The museum named after the controversial children’s author says Roald Dahl’s racism was “undeniable” and “indelible”.

The charity, which was founded in 2001, DahlHis widow Lacey said in a statement on her website that it “condemns all racism against any group or individual”.

The Roald Dahl Museum, in Great Masondon, Buckinghamshire, said it would work to combat racism by being “more welcoming, inclusive, diverse and equal”.

And he said his staff had been trained to prevent antisemitism.

Roald Dahl Museum

In 2020, His family apologized for the “anti-Semitic comments”. The late author said that his previous remarks were “unintelligible”.

It came amid concerns that the comments could damage his legacy – which continues as his estate signs deals with broadcasters to adapt his books.

Dahl’s words, his relatives wrote three years ago, “stand in contrast to the man” he knew.

Now the museum, which first opened its doors in 2005, wrote on his website.: “The Roald Dahl Museum condemns all racism against any group or individual.

“Roald Dahl’s racism is undeniable and undeniable but what we hope he can afford is the possibility of some good performance of Dahl’s creative legacy.”

The museum said it “does not publicly repeat Dahal’s anti-Semitic statements”, but keeps a record of what he wrote and said in the museum’s collection “so it is not forgotten”.

The charity said it was working with a number of Jewish groups including the Board of Deputies of British Jews, the Jewish Leadership Council, the Community Security Trust and the Anti-Semitism Policy Trust to develop resources for schools.

It will include free educational material for primary students that will encourage them to explore the United Nations Convention on the Rights of the Child (UNCRC) through Dahl’s characters.

Board of Deputies President Marie van der Zyl “welcomed” the charity’s statement which was also placed on the museum’s wall.

‘Key Starting Point’

Ms van der Zyl said: “The new statements – in his internal gallery and on his website – are an important starting point in providing the full story of a man whose work is enjoyed by millions.

“I look forward to working more closely with the museum to raise awareness of this issue and find more ways to educate about anti-Jewish hatred.”

Close-up of colorful Roald Dahl book cover and spine bookshelf

In February, Puffin UK said it would keep Dahl’s work as intended.
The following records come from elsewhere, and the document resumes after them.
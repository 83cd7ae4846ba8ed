//! Form components for the sign-in page and the author dashboard.
//!
//! Every dashboard form posts back to the app and carries the session's
//! CSRF token via [`HiddenInput::csrf`].

use maud::{html, Markup, Render};

/// `<form>` posting to one of the app's own handlers.
#[derive(Debug)]
pub struct Form<'a> {
    pub action: &'a str,
    pub method: &'a str,
    pub content: Markup,
    /// Set for the media upload form.
    pub multipart: bool,
}

impl<'a> Form<'a> {
    #[must_use]
    pub fn post(action: &'a str, content: Markup) -> Self {
        Self {
            action,
            method: "post",
            content,
            multipart: false,
        }
    }

    #[must_use]
    pub fn multipart(mut self) -> Self {
        self.multipart = true;
        self
    }
}

impl Render for Form<'_> {
    fn render(&self) -> Markup {
        html! {
            form
                action=(self.action)
                method=(self.method)
                enctype=[self.multipart.then_some("multipart/form-data")]
            {
                (self.content)
            }
        }
    }
}

/// Single-line field: credentials, post title, media id or upload.
#[derive(Debug, Clone)]
pub struct Input<'a> {
    pub name: &'a str,
    pub kind: &'a str,
    pub value: Option<&'a str>,
    pub required: bool,
    pub id: Option<&'a str>,
    pub autocomplete: Option<&'a str>,
    pub accept: Option<&'a str>,
}

impl<'a> Input<'a> {
    fn of_kind(name: &'a str, kind: &'a str) -> Self {
        Self {
            name,
            kind,
            value: None,
            required: false,
            id: None,
            autocomplete: None,
            accept: None,
        }
    }

    #[must_use]
    pub fn text(name: &'a str) -> Self {
        Self::of_kind(name, "text")
    }

    #[must_use]
    pub fn password(name: &'a str) -> Self {
        Self::of_kind(name, "password")
    }

    #[must_use]
    pub fn file(name: &'a str) -> Self {
        Self::of_kind(name, "file")
    }

    #[must_use]
    pub fn value(mut self, value: &'a str) -> Self {
        self.value = Some(value);
        self
    }

    #[must_use]
    pub fn required(mut self) -> Self {
        self.required = true;
        self
    }

    #[must_use]
    pub fn id(mut self, id: &'a str) -> Self {
        self.id = Some(id);
        self
    }

    #[must_use]
    pub fn autocomplete(mut self, autocomplete: &'a str) -> Self {
        self.autocomplete = Some(autocomplete);
        self
    }

    /// Restrict an upload picker, e.g. `image/*`.
    #[must_use]
    pub fn accept(mut self, accept: &'a str) -> Self {
        self.accept = Some(accept);
        self
    }
}

impl Render for Input<'_> {
    fn render(&self) -> Markup {
        html! {
            input
                type=(self.kind)
                name=(self.name)
                value=[self.value]
                required[self.required]
                id=[self.id]
                autocomplete=[self.autocomplete]
                accept=[self.accept];
        }
    }
}

/// Post body editor. The value is escaped, so raw HTML round-trips.
#[derive(Debug)]
pub struct TextArea<'a> {
    pub name: &'a str,
    pub value: Option<&'a str>,
    pub rows: Option<u32>,
    pub id: Option<&'a str>,
}

impl<'a> TextArea<'a> {
    #[must_use]
    pub fn new(name: &'a str) -> Self {
        Self {
            name,
            value: None,
            rows: None,
            id: None,
        }
    }

    #[must_use]
    pub fn value(mut self, value: &'a str) -> Self {
        self.value = Some(value);
        self
    }

    #[must_use]
    pub fn rows(mut self, rows: u32) -> Self {
        self.rows = Some(rows);
        self
    }

    #[must_use]
    pub fn id(mut self, id: &'a str) -> Self {
        self.id = Some(id);
        self
    }
}

impl Render for TextArea<'_> {
    fn render(&self) -> Markup {
        html! {
            textarea name=(self.name) rows=[self.rows] id=[self.id] {
                @if let Some(value) = self.value {
                    (value)
                }
            }
        }
    }
}

#[derive(Debug, Clone, PartialEq, Eq)]
pub struct SelectOption {
    pub value: String,
    pub label: String,
}

impl SelectOption {
    #[must_use]
    pub fn new(value: impl Into<String>, label: impl Into<String>) -> Self {
        Self {
            value: value.into(),
            label: label.into(),
        }
    }
}

/// Dropdown for a post's category or status.
#[derive(Debug)]
pub struct Select<'a> {
    pub name: &'a str,
    pub options: Vec<SelectOption>,
    /// Value of the option to preselect.
    pub selected: Option<&'a str>,
    pub id: Option<&'a str>,
}

impl<'a> Select<'a> {
    #[must_use]
    pub fn new(name: &'a str) -> Self {
        Self {
            name,
            options: Vec::new(),
            selected: None,
            id: None,
        }
    }

    #[must_use]
    pub fn options(mut self, options: Vec<SelectOption>) -> Self {
        self.options.extend(options);
        self
    }

    #[must_use]
    pub fn option(mut self, value: impl Into<String>, label: impl Into<String>) -> Self {
        self.options.push(SelectOption::new(value, label));
        self
    }

    #[must_use]
    pub fn selected(mut self, selected: &'a str) -> Self {
        self.selected = Some(selected);
        self
    }

    #[must_use]
    pub fn id(mut self, id: &'a str) -> Self {
        self.id = Some(id);
        self
    }
}

impl Render for Select<'_> {
    fn render(&self) -> Markup {
        html! {
            select name=(self.name) id=[self.id] {
                @for choice in &self.options {
                    option
                        value=(choice.value)
                        selected[self.selected == Some(choice.value.as_str())]
                    {
                        (choice.label)
                    }
                }
            }
        }
    }
}

#[derive(Debug)]
pub struct HiddenInput<'a> {
    pub name: &'a str,
    pub value: &'a str,
}

impl<'a> HiddenInput<'a> {
    #[must_use]
    pub fn new(name: &'a str, value: &'a str) -> Self {
        Self { name, value }
    }

    /// The session's CSRF token, checked by every dashboard handler.
    #[must_use]
    pub fn csrf(token: &'a str) -> Self {
        Self::new("csrf_token", token)
    }
}

impl Render for HiddenInput<'_> {
    fn render(&self) -> Markup {
        html! {
            input type="hidden" name=(self.name) value=(self.value);
        }
    }
}

/// Labelled field with optional help text below it.
#[derive(Debug)]
pub struct FormGroup<'a> {
    pub label: &'a str,
    /// Must match the wrapped field's `id`.
    pub id: &'a str,
    pub field: Markup,
    pub help: Option<&'a str>,
}

impl<'a> FormGroup<'a> {
    #[must_use]
    pub fn new(label: &'a str, id: &'a str, field: Markup) -> Self {
        Self {
            label,
            id,
            field,
            help: None,
        }
    }

    #[must_use]
    pub fn help(mut self, help: &'a str) -> Self {
        self.help = Some(help);
        self
    }
}

impl Render for FormGroup<'_> {
    fn render(&self) -> Markup {
        html! {
            div class="form-group" {
                label for=(self.id) { (self.label) }
                (self.field)
                @if let Some(help) = self.help {
                    small { (help) }
                }
            }
        }
    }
}

#[cfg(test)]
mod tests {
    use super::*;

    #[test]
    fn test_multipart_form() {
        let html = Form::post("/dashboard/media", html! { "x" })
            .multipart()
            .render()
            .into_string();
        assert_eq!(
            html,
            r#"<form action="/dashboard/media" method="post" enctype="multipart/form-data">x</form>"#
        );
    }

    #[test]
    fn test_input_attributes() {
        let html = Input::password("password")
            .id("password")
            .required()
            .autocomplete("current-password")
            .render()
            .into_string();
        assert!(html.contains(r#"type="password""#));
        assert!(html.contains(" required"));
        assert!(html.contains(r#"autocomplete="current-password""#));
        assert!(!html.contains("value="));
    }

    #[test]
    fn test_textarea_escapes_value() {
        let html = TextArea::new("content")
            .value("<p>Body</p>")
            .rows(10)
            .render()
            .into_string();
        assert_eq!(
            html,
            r#"<textarea name="content" rows="10">&lt;p&gt;Body&lt;/p&gt;</textarea>"#
        );
    }

    #[test]
    fn test_select_marks_selected() {
        let html = Select::new("status")
            .option("draft", "Draft")
            .option("publish", "Published")
            .selected("publish")
            .render()
            .into_string();
        assert!(html.contains(r#"<option value="draft">Draft</option>"#));
        assert!(html.contains(r#"<option value="publish" selected>Published</option>"#));
    }

    #[test]
    fn test_form_group_help() {
        let html = FormGroup::new("Title", "title", Input::text("title").id("title").render())
            .help("Shown on the front page.")
            .render()
            .into_string();
        assert!(html.starts_with(r#"<div class="form-group"><label for="title">Title</label>"#));
        assert!(html.contains("<small>Shown on the front page.</small>"));
    }

    #[test]
    fn test_csrf_hidden_input() {
        let html = HiddenInput::csrf("tok").render().into_string();
        assert_eq!(html, r#"<input type="hidden" name="csrf_token" value="tok">"#);
    }
}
In print with the current version following criticism of a recent revision of his work to remove potentially offensive language.

The classic collection will sit alongside newly released Dahl books for young readers, which have been rewritten to “meet the sensibilities of a modern audience,” the publisher said.

The author of Charlie and the Chocolate Factory and Matilda died in 1990 at the age of 74.